What really boggles my mind, though, is the prospect of losing faith in e-mail. It's the least sexy of all the proliferating ways of getting in touch, but it's also the baseline way of doing business these days. By all means, try to reach me via telephone, cellphone, voice-mail, instant message, text message, Facebook message, Twitter, Skype and Canada Post. I'm capable of neglecting them all with equal finesse. But at the end of the day, the one thing that people are most likely to be checking at all hours is their plain vanilla e-mail.

But e-mail becomes a very different creature when you start to assume that any message that hasn't been confirmed has been lost or stolen, or has strayed. A creeping paranoia sets in. Does receipt of every message need to be confirmed? Do you need to start confirming confirmation messages? More to the point, if someone fails to confirm that they got a message you've sent, is it now incumbent upon you to hound them with follow-up e-mails until they turn around and sputter out something in the affirmative?

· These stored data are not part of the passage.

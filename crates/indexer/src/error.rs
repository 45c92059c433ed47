//! Error taxonomy for ledger reconciliation and verification.
//!
//! Aggregation absorbs [`DecodeError`] and [`LookupError`] per record; the
//! verifier turns [`VerifyError`] into a negative verdict. None of these are
//! ever raised to the caller of an engine operation.

use thiserror::Error;

/// A payload was present but could not be turned into a record.
#[derive(Error, Debug, Clone, PartialEq, Eq)]
pub enum DecodeError {
    /// Neither a type tag nor content was returned for the object.
    #[error("object carries no type or content")]
    MissingContent,

    /// The type tag does not contain the expected suffix.
    #[error("type mismatch: expected *{expected}, found {found}")]
    WrongType {
        /// Expected type-name suffix.
        expected: String,
        /// Type tag actually present.
        found: String,
    },

    /// The type matched but none of the known fields could be resolved.
    #[error("no decodable fields")]
    NoFields,

    /// No structural, embedded or fallback identifier was available.
    #[error("no identifier available")]
    MissingId,

    /// An event payload lacked a required field.
    #[error("malformed event: {0}")]
    MalformedEvent(String),
}

/// A read against the ledger service failed.
#[derive(Error, Debug)]
pub enum LookupError {
    /// Connection, timeout or body-read failure.
    #[error("HTTP transport error: {0}")]
    Http(#[from] reqwest::Error),

    /// The service answered with a JSON-RPC error object.
    #[error("RPC error {code}: {message}")]
    Rpc {
        /// JSON-RPC error code.
        code: i64,
        /// Error message.
        message: String,
    },

    /// The response did not have the expected shape.
    #[error("malformed RPC response: {0}")]
    Malformed(String),

    /// The service is not serving reads right now.
    #[error("read service unavailable: {0}")]
    Unavailable(String),
}

/// A caller-supplied credential identifier is malformed.
///
/// The display strings are surfaced verbatim to end users.
#[derive(Error, Debug, Clone, PartialEq, Eq)]
pub enum ValidationError {
    /// Nothing was supplied.
    #[error("Certificate ID is required")]
    Empty,

    /// The `0x` marker is missing.
    #[error("Invalid certificate ID: expected a 0x-prefixed hexadecimal object ID")]
    MissingPrefix,

    /// Fewer characters than a full object identifier.
    #[error("Invalid certificate ID: too short ({len} characters, expected {expected})")]
    TooShort {
        /// Supplied length.
        len: usize,
        /// Required length.
        expected: usize,
    },

    /// More characters than a full object identifier.
    #[error("Invalid certificate ID: too long ({len} characters, expected {expected})")]
    TooLong {
        /// Supplied length.
        len: usize,
        /// Required length.
        expected: usize,
    },

    /// The part after the marker is not hex.
    #[error("Invalid certificate ID: contains non-hexadecimal characters")]
    NotHex,
}

/// Why a verification produced a negative verdict.
#[derive(Error, Debug)]
pub enum VerifyError {
    /// Rejected locally; no network call was made.
    #[error(transparent)]
    Validation(#[from] ValidationError),

    /// Well-formed identifier, but no such object.
    #[error("Certificate not found on chain")]
    NotFound(String),

    /// The object exists but is not a credential.
    #[error("Object is not a valid certificate (type {0})")]
    WrongType(String),

    /// The object has the credential type but no usable fields.
    #[error("Certificate has an invalid structure")]
    InvalidStructure,

    /// The point lookup itself failed.
    #[error("Failed to fetch certificate: {0}")]
    Lookup(#[from] LookupError),
}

The rules of e-mail etiquette are about to get rewritten. Not only will those little grunted out one-liners like "Thanks," "Roger," "Copy that," and "10-4" (which I've never actually received, though I live in hope) become mandatory, badgering for one will be de rigueur.

E-mails using the construction of "I was just checking to make sure you got my note..." will become less hopelessly passive-aggressive, and even take on a fretting, earnest tone. And plausible deniability is back. People who claim to have sent absentee e-mails will be believed, whether or not they deserve it.